Berbicara tentang LIN, tentunya ini sudah isu lama. Hanya selama ini terhambat, karena pemerintah pusat tidak memperlihatkan keberpihakan. Apalagi mewujudkan RUU Kepulauan. Padahal Blok Gas Abadi Masela, tambang emas di Pulau Buru dan Romang serta potneis kekayaan Maluku lainnya, sudah sering dijdikan konsumsi masyarakat Maluku sebagai iming-iming pemerintah pusat.
Melihat problematika pembangunan yang seperti ini, membuat beta sebagai salah satu aktivis perempuan Maluku bertanya-tanya, apa sebenarnya makna dari mukadimah UUD 1945? Apakah perwujudannya seperti ini bagi kami masyarakat Maluku? Pemerintah pusat harap jangan membuat kebijakan yang menindas kami orang Maluku!
Hargai harkat dan martabat kami sebagai bagian dari Indonesia. Yang merupakan bagin penting dari Negara Merdeka. Keberadaan kami Maluku jangan didustai. Kalau hari ini kami harus dipaksa miskin di atas tanah yang kaya, ini adalah pembodohan yang nyata. Pembodohan yang harus kami rasakan di negara dengan semboyan Bhinneka Tunggal Ika ini.

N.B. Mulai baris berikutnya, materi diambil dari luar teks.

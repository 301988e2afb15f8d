use axum::{
    extract::{FromRequest, FromRequestParts, Request},
    http::request::Parts,
    Json,
};
use axum_extra::{
    headers::{authorization::Bearer, Authorization},
    TypedHeader,
};
use serde::de::DeserializeOwned;

use crate::{
    db::models::AuthUser,
    rejections::{AppError, ResultExt},
    AppState,
};

/// Guard extractor that resolves the `Authorization: Bearer` access token.
/// Carries the authenticated user's info for use in handlers.
pub struct AuthGuard(pub AuthUser);

impl FromRequestParts<AppState> for AuthGuard {
    type Rejection = AppError;

    async fn from_request_parts(
        parts: &mut Parts,
        state: &AppState,
    ) -> Result<Self, Self::Rejection> {
        let TypedHeader(Authorization(bearer)) =
            TypedHeader::<Authorization<Bearer>>::from_request_parts(parts, state)
                .await
                .map_err(|_| AppError::Unauthorized)?;

        match state.auth.authenticate(bearer.token()).await {
            Ok(Some(user)) => Ok(AuthGuard(user)),
            Ok(None) => Err(AppError::Unauthorized),
            Err(e) => {
                tracing::error!("could not authenticate request: {e:?}");
                Err(AppError::Internal("could not authenticate request"))
            }
        }
    }
}

/// `Json` whose rejection renders as a 400 `AppError`.
pub struct JsonBody<T>(pub T);

impl<T, S> FromRequest<S> for JsonBody<T>
where
    T: DeserializeOwned,
    S: Send + Sync,
{
    type Rejection = AppError;

    async fn from_request(req: Request, state: &S) -> Result<Self, Self::Rejection> {
        let Json(value) = Json::<T>::from_request(req, state)
            .await
            .reject_input("malformed request body")?;
        Ok(JsonBody(value))
    }
}
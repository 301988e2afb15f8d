use color_eyre::Result;
use serde::Deserialize;

use crate::names;
use crate::services::auth::{ExternalIdentity, IdentityVerifier};

const TOKENINFO_URL: &str = "https://oauth2.googleapis.com/tokeninfo";

#[derive(Deserialize)]
struct TokenInfo {
    iss: String,
    aud: String,
    email: Option<String>,
    name: Option<String>,
    picture: Option<String>,
}

/// Verifies Google ID tokens through Google's tokeninfo endpoint.
#[derive(Clone)]
pub struct GoogleTokenInfo {
    client: reqwest::Client,
    client_id: String,
}

impl GoogleTokenInfo {
    pub fn new(client_id: String) -> Self {
        Self {
            client: reqwest::Client::new(),
            client_id,
        }
    }
}

impl IdentityVerifier for GoogleTokenInfo {
    async fn verify(&self, id_token: &str) -> Result<Option<ExternalIdentity>> {
        let resp = self
            .client
            .get(TOKENINFO_URL)
            .query(&[("id_token", id_token)])
            .send()
            .await?;

        if !resp.status().is_success() {
            tracing::warn!("google rejected id token: {}", resp.status());
            return Ok(None);
        }

        let info: TokenInfo = resp.json().await?;

        if info.aud != self.client_id {
            tracing::warn!("google id token issued for another client: {}", info.aud);
            return Ok(None);
        }

        if !names::GOOGLE_ISSUERS.contains(&info.iss.as_str()) {
            tracing::warn!("google id token has wrong issuer: {}", info.iss);
            return Ok(None);
        }

        let Some(email) = info.email else {
            tracing::warn!("google id token carries no email");
            return Ok(None);
        };

        Ok(Some(ExternalIdentity {
            email,
            name: info.name.unwrap_or_default(),
            picture: info.picture,
        }))
    }
}
use std::collections::HashMap;

use chrono::{DateTime, Utc};
use color_eyre::{eyre::OptionExt, Result};
use serde::Serialize;

use crate::db::models::{Level, LevelStatusRow, Profile, ProgressRecord, Question, Topic};
use crate::names;

// ---------------------------------------------------------------------------
// Submitted answers
// ---------------------------------------------------------------------------

/// Answers keyed by question id as sent by the client.
#[derive(Debug, Default, Clone, PartialEq)]
pub struct Answers(HashMap<String, String>);

impl Answers {
    /// Build answers from a submission body of the form `{"answers": {"<id>": "<answer>"}}`.
    ///
    /// Anything that is not such a mapping yields no answers at all, so every
    /// question is graded as incorrect. Non-string values are stringified.
    pub fn from_payload(payload: &serde_json::Value) -> Self {
        let Some(map) = payload.get("answers").and_then(|a| a.as_object()) else {
            return Self::default();
        };

        let answers = map
            .iter()
            .map(|(id, value)| {
                let value = match value {
                    serde_json::Value::String(s) => s.clone(),
                    serde_json::Value::Null => String::new(),
                    other => other.to_string(),
                };
                (id.clone(), value)
            })
            .collect();

        Self(answers)
    }

    pub fn get(&self, question_id: i64) -> &str {
        self.0
            .get(&question_id.to_string())
            .map(String::as_str)
            .unwrap_or("")
    }
}

impl<K: Into<String>, V: Into<String>> FromIterator<(K, V)> for Answers {
    fn from_iter<T: IntoIterator<Item = (K, V)>>(iter: T) -> Self {
        Self(iter.into_iter().map(|(k, v)| (k.into(), v.into())).collect())
    }
}

// ---------------------------------------------------------------------------
// Quiz grader
// ---------------------------------------------------------------------------

#[derive(Debug, Clone, Copy, PartialEq, Eq)]
pub struct Grade {
    pub correct: i64,
    pub total: i64,
}

impl Grade {
    /// An empty topic counts as a full score.
    pub fn is_full_score(&self) -> bool {
        self.correct == self.total
    }
}

fn normalize(answer: &str) -> String {
    answer.trim().to_lowercase()
}

/// Grade every question of a topic. Missing answers count as incorrect.
pub fn grade(questions: &[Question], answers: &Answers) -> Grade {
    let correct = questions
        .iter()
        .filter(|q| normalize(answers.get(q.id)) == normalize(&q.correct_answer))
        .count();

    Grade {
        correct: correct as i64,
        total: questions.len() as i64,
    }
}

// ---------------------------------------------------------------------------
// Reward ledger
// ---------------------------------------------------------------------------

/// Per-user reward state mutated in memory during a submission and persisted once.
///
/// `level` advances with XP while `unlocked_level` only moves when a curriculum
/// level is completed. The two are independent.
#[derive(Debug, Clone, Copy, PartialEq, Eq, Serialize)]
pub struct RewardLedger {
    pub xp: i64,
    pub level: i64,
    pub coins: i64,
    pub unlocked_level: i64,
}

impl Default for RewardLedger {
    fn default() -> Self {
        Self {
            xp: names::SIGNUP_XP,
            level: names::SIGNUP_LEVEL,
            coins: names::SIGNUP_COINS,
            unlocked_level: names::SIGNUP_UNLOCKED_LEVEL,
        }
    }
}

impl From<&Profile> for RewardLedger {
    fn from(profile: &Profile) -> Self {
        Self {
            xp: profile.xp,
            level: profile.level,
            coins: profile.coins,
            unlocked_level: profile.unlocked_level,
        }
    }
}

impl RewardLedger {
    /// Add XP and step the level up once for every threshold crossed.
    /// Negative amounts are ignored and totals saturate at `i64::MAX`.
    pub fn add_xp(&mut self, amount: i64) {
        self.xp = self.xp.saturating_add(amount.max(0));
        // Level N advances while xp >= N * XP_PER_LEVEL, so it settles on
        // xp / XP_PER_LEVEL + 1 unless it is already higher.
        let earned = (self.xp / names::XP_PER_LEVEL).saturating_add(1);
        self.level = self.level.max(earned);
    }

    pub fn add_coins(&mut self, amount: i64) {
        self.coins = self.coins.saturating_add(amount.max(0));
    }

    /// Raise the unlocked level high-water mark. Never lowers it.
    pub fn unlock(&mut self, level_number: i64) {
        self.unlocked_level = self.unlocked_level.max(level_number);
    }
}

// ---------------------------------------------------------------------------
// ProgressionStore trait (unit of work the engine runs against)
// ---------------------------------------------------------------------------

/// Storage operations used by [`submit`]. An implementation represents one
/// transaction: nothing it writes may become visible unless the whole
/// submission succeeds.
pub trait ProgressionStore: Send {
    /// Fetch-or-create the progress record and overwrite its scores.
    /// Implementations must take the write lock here, before `completed` is read.
    fn record_scores(
        &mut self,
        user_id: i64,
        topic_id: i64,
        correct: i64,
        total: i64,
    ) -> impl std::future::Future<Output = Result<ProgressRecord>> + Send;

    fn mark_completed(
        &mut self,
        user_id: i64,
        topic_id: i64,
        at: DateTime<Utc>,
    ) -> impl std::future::Future<Output = Result<()>> + Send;

    /// Load the ledger, creating the profile with signup defaults when missing.
    fn load_ledger(
        &mut self,
        user_id: i64,
    ) -> impl std::future::Future<Output = Result<RewardLedger>> + Send;

    fn save_ledger(
        &mut self,
        user_id: i64,
        ledger: RewardLedger,
    ) -> impl std::future::Future<Output = Result<()>> + Send;

    fn level(
        &mut self,
        level_id: i64,
    ) -> impl std::future::Future<Output = Result<Option<Level>>> + Send;

    fn level_by_number(
        &mut self,
        number: i64,
    ) -> impl std::future::Future<Output = Result<Option<Level>>> + Send;

    fn completed_topics_in_level(
        &mut self,
        user_id: i64,
        level_id: i64,
    ) -> impl std::future::Future<Output = Result<i64>> + Send;

    /// Insert the (user, level) completion record.
    /// Returns `false` when it already existed.
    fn insert_level_completion(
        &mut self,
        user_id: i64,
        level_id: i64,
    ) -> impl std::future::Future<Output = Result<bool>> + Send;
}

// ---------------------------------------------------------------------------
// Progression engine
// ---------------------------------------------------------------------------

#[derive(Debug, Clone, PartialEq, Eq)]
pub enum SubmissionOutcome {
    /// First full-score submission for the topic. Rewards were granted.
    Completed {
        ledger: RewardLedger,
        /// Number of the level this submission finished, if any.
        level_completed: Option<i64>,
    },
    /// Full score, but the topic had been completed before.
    AlreadyCompleted,
    /// Not every answer was correct.
    Partial { correct: i64, total: i64 },
}

impl SubmissionOutcome {
    pub fn message(&self) -> String {
        match self {
            SubmissionOutcome::Completed { .. } => {
                "All answers correct! Topic completed. XP & coins awarded.".to_string()
            }
            SubmissionOutcome::AlreadyCompleted => {
                "All answers correct! Topic was already completed. XP & coins already awarded."
                    .to_string()
            }
            SubmissionOutcome::Partial { correct, total } => {
                format!("You got {correct}/{total} correct. Try again!")
            }
        }
    }
}

/// Grade a submission and apply its consequences to progress and rewards.
pub async fn submit<S: ProgressionStore>(
    store: &mut S,
    user_id: i64,
    topic: &Topic,
    questions: &[Question],
    answers: &Answers,
) -> Result<SubmissionOutcome> {
    let grade = grade(questions, answers);

    let record = store
        .record_scores(user_id, topic.id, grade.correct, grade.total)
        .await?;

    if !grade.is_full_score() {
        tracing::info!(
            user_id,
            topic_id = topic.id,
            correct = grade.correct,
            total = grade.total,
            "partial submission"
        );
        return Ok(SubmissionOutcome::Partial {
            correct: grade.correct,
            total: grade.total,
        });
    }

    if record.completed {
        return Ok(SubmissionOutcome::AlreadyCompleted);
    }

    store.mark_completed(user_id, topic.id, Utc::now()).await?;

    let mut ledger = store.load_ledger(user_id).await?;
    ledger.add_xp(names::TOPIC_XP_REWARD);
    ledger.add_coins(names::TOPIC_COIN_REWARD);

    let level = store
        .level(topic.level_id)
        .await?
        .ok_or_eyre("topic references a missing level")?;
    let level_completed = complete_level(store, user_id, &level, &mut ledger).await?;

    store.save_ledger(user_id, ledger).await?;

    tracing::info!(
        user_id,
        topic_id = topic.id,
        xp = ledger.xp,
        coins = ledger.coins,
        level = ledger.level,
        unlocked_level = ledger.unlocked_level,
        "topic completed"
    );

    Ok(SubmissionOutcome::Completed {
        ledger,
        level_completed: level_completed.then_some(level.number),
    })
}

/// Grant the level reward and unlock the next level the first time the
/// completion threshold is met. Returns whether the level was completed now.
async fn complete_level<S: ProgressionStore>(
    store: &mut S,
    user_id: i64,
    level: &Level,
    ledger: &mut RewardLedger,
) -> Result<bool> {
    let completed_topics = store.completed_topics_in_level(user_id, level.id).await?;
    if !level.is_completed_with(completed_topics) {
        return Ok(false);
    }

    if !store.insert_level_completion(user_id, level.id).await? {
        return Ok(false);
    }

    ledger.add_xp(level.xp_reward);
    ledger.add_coins(level.coin_reward);

    if let Some(next) = store.level_by_number(level.number + 1).await? {
        ledger.unlock(next.number);
    }

    tracing::info!(user_id, level = level.number, "level completed");
    Ok(true)
}

// ---------------------------------------------------------------------------
// Level status view
// ---------------------------------------------------------------------------

#[derive(Debug, Serialize, PartialEq, Eq)]
pub struct LevelStatus {
    pub id: i64,
    pub number: i64,
    pub title: String,
    pub completed: bool,
    pub unlocked: bool,
}

/// Combine the stored unlock high-water mark with the display-only
/// "previous level completed" fallback.
pub fn level_statuses(unlocked_level: i64, rows: Vec<LevelStatusRow>) -> Vec<LevelStatus> {
    rows.into_iter()
        .map(|row| LevelStatus {
            unlocked: row.number <= unlocked_level || row.previous_completed,
            id: row.id,
            number: row.number,
            title: row.title,
            completed: row.completed,
        })
        .collect()
}

// ---------------------------------------------------------------------------
// Tests
// ---------------------------------------------------------------------------
use axum::{extract::State, routing::get, Json, Router};
use serde::Serialize;

use crate::{
    db::models::TopicProgress,
    extractors::AuthGuard,
    names,
    rejections::{AppError, ResultExt},
    services::progression::{level_statuses, LevelStatus},
    AppState,
};

pub fn routes() -> Router<AppState> {
    Router::new()
        .route(names::USER_PROGRESS_URL, get(user_progress))
        .route(names::USER_LEVELS_URL, get(user_levels))
}

#[derive(Serialize)]
struct UserProgress {
    /// The account e-mail, which doubles as the username.
    user: String,
    progress: Vec<TopicProgress>,
}

async fn user_progress(
    AuthGuard(user): AuthGuard,
    State(state): State<AppState>,
) -> Result<Json<UserProgress>, AppError> {
    let progress = state
        .db
        .user_progress(user.id)
        .await
        .reject("could not get user progress")?;

    Ok(Json(UserProgress {
        user: user.email,
        progress,
    }))
}

async fn user_levels(
    AuthGuard(user): AuthGuard,
    State(state): State<AppState>,
) -> Result<Json<Vec<LevelStatus>>, AppError> {
    let profile = state
        .db
        .get_or_create_profile(user.id)
        .await
        .reject("could not load profile")?;

    let rows = state
        .db
        .level_status_rows(user.id)
        .await
        .reject("could not get level status")?;

    Ok(Json(level_statuses(profile.unlocked_level, rows)))
}
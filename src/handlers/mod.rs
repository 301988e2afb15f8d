pub mod auth;
pub mod coding;
pub mod health;
pub mod jobs;
pub mod profile;
pub mod progress;
pub mod tutorials;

Harapan beta, negara harus adil untuk Maluku. Negara harusnya tidak lalai dalam menjawab hak-hak konstitusional masyarakat Indonesia yang ada di Maluku. Semoga negara tidak melupakan kutipan Bung Karno, sang Prokalamator bangsa yang mengatakan “Indonesia Tanpa Maluku Bukanlah Indonesia”. Salam dari Maluku untuk Indonesia.
Penulis adalah Pemerhati Masalah Sosial dan Kemasyarakatan.